### TASK PROMPT
Exactly as they appear, copy the lines from the start of the entries below to the line containing "a linear system", both ends included.

### SOURCE DATA
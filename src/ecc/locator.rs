//! Error locator algorithms for cyclic codes.
//!
//! Each algorithm turns the syndromes S_0..S_(2t-1) of a received word into an
//! error locator polynomial. The polynomial is returned in reversed form, so
//! its roots are the error locators X_i = α^(step·p_i) themselves rather than
//! their inverses.
//!
//! This implementation provides:
//! - Peterson-Gorenstein-Zierler: solve the key equation as a linear system
//!   for decreasing error counts
//! - Berlekamp-Massey: shortest linear feedback shift register synthesis
//! - Extended Euclid (Sugiyama): Euclidean algorithm on the syndrome polynomial
//!   against x^(2t)
//!
//! Berlekamp-Massey and Euclid accept erasure locators and return the combined
//! errata locator. When the number of errors e and erasures ρ satisfy
//! 2e + ρ <= 2t, all three algorithms return the same polynomial.

use crate::error::{DecodingFailure, Error, Result};
use crate::math::{Element, Field, LinearSystem, Polynomial};
use log::trace;
use std::fmt::{Display, Formatter};

/// Algorithm computing the error locator polynomial
#[derive(Debug, Clone, Copy, PartialEq, Eq, Hash, Default)]
pub enum Locator {
    #[default]
    PetersonGorensteinZierler,
    BerlekampMassey,
    Euclid,
}

impl Locator {
    /// All locator algorithms
    pub const ALL: [Locator; 3] = [
        Locator::PetersonGorensteinZierler,
        Locator::BerlekampMassey,
        Locator::Euclid,
    ];

    pub fn name(&self) -> &'static str {
        match self {
            Locator::PetersonGorensteinZierler => "PGZ",
            Locator::BerlekampMassey => "BM",
            Locator::Euclid => "EUCLID",
        }
    }

    /// Whether the algorithm can take known erasure positions
    pub fn supports_erasures(&self) -> bool {
        !matches!(self, Locator::PetersonGorensteinZierler)
    }

    /// Compute the error locator polynomial
    ///
    /// # Arguments
    ///
    /// * `field` - Field of the code
    /// * `syndromes` - The 2t syndromes of the received word
    /// * `erasures` - Locators α^(step·p) of the erased positions
    ///
    /// # Returns
    ///
    /// The reversed error locator, whose roots are the error locators
    pub fn locate(
        &self,
        field: &Field,
        syndromes: &[Element],
        erasures: &[Element],
    ) -> Result<Polynomial> {
        if syndromes.is_empty() || syndromes.len() % 2 != 0 {
            return Err(Error::InvalidInput(format!(
                "Expected an even, nonzero number of syndromes, got {}",
                syndromes.len()
            )));
        }
        if erasures.len() > syndromes.len() {
            return Err(Error::TooManyErasures {
                erasures: erasures.len(),
                capacity: syndromes.len(),
            });
        }

        let locator = match self {
            Locator::PetersonGorensteinZierler => {
                peterson_gorenstein_zierler(field, syndromes, erasures)
            }
            Locator::BerlekampMassey => berlekamp_massey(field, syndromes, erasures),
            Locator::Euclid => euclid(field, syndromes, erasures),
        }?;
        trace!("{} locator: {}", self.name(), locator);
        Ok(locator)
    }
}

impl Display for Locator {
    fn fmt(&self, f: &mut Formatter<'_>) -> std::fmt::Result {
        write!(f, "{}", self.name())
    }
}

/// ∏(1 + X_i·x) over the given locators
pub fn locator_polynomial(field: &Field, locators: &[Element]) -> Polynomial {
    locators.iter().fold(Polynomial::one(field), |product, x| {
        &product * &Polynomial::new(field, vec![field.one(), x.clone()])
    })
}

/// Peterson-Gorenstein-Zierler locator
///
/// For v = t, t-1, ..., 1 solves
/// `σ_1·S_(i+v-1) + ... + σ_v·S_i = S_(i+v)` for i in 0..v and takes the
/// first solvable system. If no system is solvable, a single error is assumed
/// and the ratio of adjacent syndromes must then be constant.
pub fn peterson_gorenstein_zierler(
    field: &Field,
    syndromes: &[Element],
    erasures: &[Element],
) -> Result<Polynomial> {
    if !erasures.is_empty() {
        return Err(Error::ErasuresUnsupported("PGZ"));
    }

    let t = syndromes.len() / 2;
    for v in (1..=t).rev() {
        let mut system = LinearSystem::new(field);
        for i in 0..v {
            let coefficients: Vec<Element> = (0..v)
                .map(|j| syndromes[i + v - 1 - j].clone())
                .collect();
            system.push_equation(&coefficients, syndromes[i + v].clone());
        }

        match system.solution() {
            Ok(sigma) => {
                let mut coefficients = vec![field.one()];
                coefficients.extend(sigma.coefficients().iter().cloned());
                let mut locator = Polynomial::new(field, coefficients);
                locator.reverse();
                return Ok(locator);
            }
            Err(Error::NotSolvable) => trace!("PGZ: no solution for {} errors", v),
            Err(error) => return Err(error),
        }
    }

    single_error_locator(field, syndromes)
}

fn single_error_locator(field: &Field, syndromes: &[Element]) -> Result<Polynomial> {
    if syndromes[0].is_zero() {
        return Err(DecodingFailure::ZeroSyndrome.into());
    }
    let ratio = syndromes[1].checked_div(&syndromes[0])?;
    for pair in syndromes.windows(2) {
        if pair[0].is_zero() {
            return Err(DecodingFailure::ZeroSyndrome.into());
        }
        if pair[1].checked_div(&pair[0])? != ratio {
            return Err(DecodingFailure::NoSolution.into());
        }
    }
    Ok(Polynomial::new(field, vec![ratio, field.one()]))
}

/// Berlekamp-Massey locator with optional erasures
///
/// Λ and the correction polynomial B start as the erasure locator and the
/// register length starts at the number of erasures.
pub fn berlekamp_massey(
    field: &Field,
    syndromes: &[Element],
    erasures: &[Element],
) -> Result<Polynomial> {
    let rho = erasures.len();
    let mut lambda = locator_polynomial(field, erasures);
    let mut correction = lambda.clone();
    let mut length = rho;

    for i in rho..syndromes.len() {
        correction = correction.shift(1);

        let discrepancy = (0..=length.min(i)).fold(field.zero(), |acc, j| {
            &acc + &(&lambda.coefficient(j) * &syndromes[i - j])
        });
        if discrepancy.is_zero() {
            continue;
        }

        let next = &lambda + &correction.scale(&discrepancy);
        if 2 * length <= i + rho {
            correction = lambda.scale(&discrepancy.inverse()?);
            length = i + rho + 1 - length;
        }
        lambda = next;
    }

    lambda.reverse();
    Ok(lambda)
}

/// Extended Euclid (Sugiyama) locator with optional erasures
///
/// Runs the Euclidean algorithm on S(x)·u(x) and x^(2t), where u is the
/// erasure locator, until the remainder degree drops below (2t + ρ)/2. The
/// Bézout coefficient of S·u, normalised to constant term one, is the
/// errata locator.
pub fn euclid(field: &Field, syndromes: &[Element], erasures: &[Element]) -> Result<Polynomial> {
    let two_t = syndromes.len();
    let bound = (two_t + erasures.len()) / 2;

    let erasure_locator = locator_polynomial(field, erasures);
    let syndrome_polynomial = Polynomial::new(field, syndromes.to_vec());

    // (remainder, Bézout coefficient) pairs
    let mut previous = (&syndrome_polynomial * &erasure_locator, erasure_locator);
    let mut current = (
        Polynomial::monomial(field, two_t),
        Polynomial::zero(field),
    );

    while current.0.degree().is_some_and(|degree| degree >= bound) {
        let (quotient, remainder) = previous.0.div_rem(&current.0)?;
        let coefficient = &previous.1 + &(&quotient * &current.1);
        previous = std::mem::replace(&mut current, (remainder, coefficient));
    }

    let w = current.1;
    let constant = w.coefficient(0);
    if constant.is_zero() {
        return Err(DecodingFailure::ZeroConstantTerm.into());
    }

    let mut locator = w.scale(&constant.inverse()?).trimmed();
    locator.reverse();
    Ok(locator)
}

#[cfg(test)]
mod tests {
    use super::*;

    fn gf16() -> Field {
        Field::new(4, 0x13).unwrap()
    }

    fn syndromes(field: &Field, word: &[u32], roots: &[Element]) -> Vec<Element> {
        let word = Polynomial::from_values(field, word).unwrap();
        roots.iter().map(|root| word.evaluate(root)).collect()
    }

    fn narrow_sense_roots(field: &Field, count: usize) -> Vec<Element> {
        (1..=count).map(|power| field.from_power(power)).collect()
    }

    #[test]
    fn test_all_locators_agree_on_double_error() {
        let field = gf16();
        // BCH(15, 7) codeword with bits 12 and 13 flipped
        let received = [1, 1, 1, 1, 0, 1, 1, 1, 0, 1, 0, 0, 1, 0, 1];
        let s = syndromes(&field, &received, &narrow_sense_roots(&field, 4));

        for locator in Locator::ALL {
            let sigma = locator.locate(&field, &s, &[]).unwrap();
            assert_eq!(sigma.values(), vec![7, 2, 1], "{}", locator);
            assert_eq!(sigma.roots(), vec![field.from_power(12), field.from_power(13)]);
        }
    }

    #[test]
    fn test_single_error() {
        let field = gf16();
        let mut received = vec![0; 15];
        received[6] = 1;
        let s = syndromes(&field, &received, &narrow_sense_roots(&field, 4));

        for locator in Locator::ALL {
            let sigma = locator.locate(&field, &s, &[]).unwrap();
            assert_eq!(sigma.degree(), Some(1));
            assert_eq!(sigma.roots(), vec![field.from_power(6)]);
        }
    }

    #[test]
    fn test_erasures_with_berlekamp_massey_and_euclid() {
        let field = Field::new(3, 0xb).unwrap();
        // RS(7, 3) codeword [5, 4, 4, 7, 6, 5, 7] with positions 2..=5 erased to zero
        let received = [5, 4, 0, 0, 0, 0, 7];
        let s = syndromes(&field, &received, &narrow_sense_roots(&field, 4));
        let erasures: Vec<Element> = (2..=5).map(|p| field.from_power(p)).collect();

        for locator in [Locator::BerlekampMassey, Locator::Euclid] {
            let lambda = locator.locate(&field, &s, &erasures).unwrap();
            assert_eq!(lambda.values(), vec![1, 6, 4, 6, 1], "{}", locator);
            assert_eq!(lambda.roots(), erasures);
        }
    }

    #[test]
    fn test_pgz_rejects_erasures() {
        let field = gf16();
        let s = vec![field.one(); 4];
        assert_eq!(
            Locator::PetersonGorensteinZierler.locate(&field, &s, &[field.one()]),
            Err(Error::ErasuresUnsupported("PGZ"))
        );
        assert!(!Locator::PetersonGorensteinZierler.supports_erasures());
        assert!(Locator::Euclid.supports_erasures());
    }

    #[test]
    fn test_pgz_zero_syndrome() {
        let field = gf16();
        let s = vec![field.zero(), field.one()];
        assert_eq!(
            peterson_gorenstein_zierler(&field, &s, &[]),
            Err(DecodingFailure::ZeroSyndrome.into())
        );
    }

    #[test]
    fn test_invalid_syndromes() {
        let field = gf16();
        assert!(Locator::BerlekampMassey.locate(&field, &[], &[]).is_err());
        let s = vec![field.one(); 3];
        assert!(Locator::Euclid.locate(&field, &s, &[]).is_err());
        let s = vec![field.one(); 2];
        let erasures = vec![field.one(); 3];
        assert_eq!(
            Locator::Euclid.locate(&field, &s, &erasures),
            Err(Error::TooManyErasures {
                erasures: 3,
                capacity: 2
            })
        );
    }

    #[test]
    fn test_locator_polynomial() {
        let field = gf16();
        let locators = vec![field.from_power(3), field.from_power(8)];
        let lambda = locator_polynomial(&field, &locators);
        assert_eq!(lambda.coefficient(0), field.one());
        for x in &locators {
            assert!(lambda.evaluate(&x.inverse().unwrap()).is_zero());
        }
        assert_eq!(locator_polynomial(&field, &[]), Polynomial::one(&field));
    }

    #[test]
    fn test_names() {
        assert_eq!(Locator::default(), Locator::PetersonGorensteinZierler);
        let names: Vec<&str> = Locator::ALL.iter().map(Locator::name).collect();
        assert_eq!(names, vec!["PGZ", "BM", "EUCLID"]);
    }
}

### ANSWER FOR THE TASK
filename src/ecc/locator.rs
//! Error locator algorithms for cyclic codes.
//!
//! Each algorithm turns the syndromes S_0..S_(2t-1) of a received word into an
//! error locator polynomial. The polynomial is returned in reversed form, so
//! its roots are the error locators X_i = α^(step·p_i) themselves rather than
//! their inverses.
//!
//! This implementation provides:
//! - Peterson-Gorenstein-Zierler: solve the key equation as a linear system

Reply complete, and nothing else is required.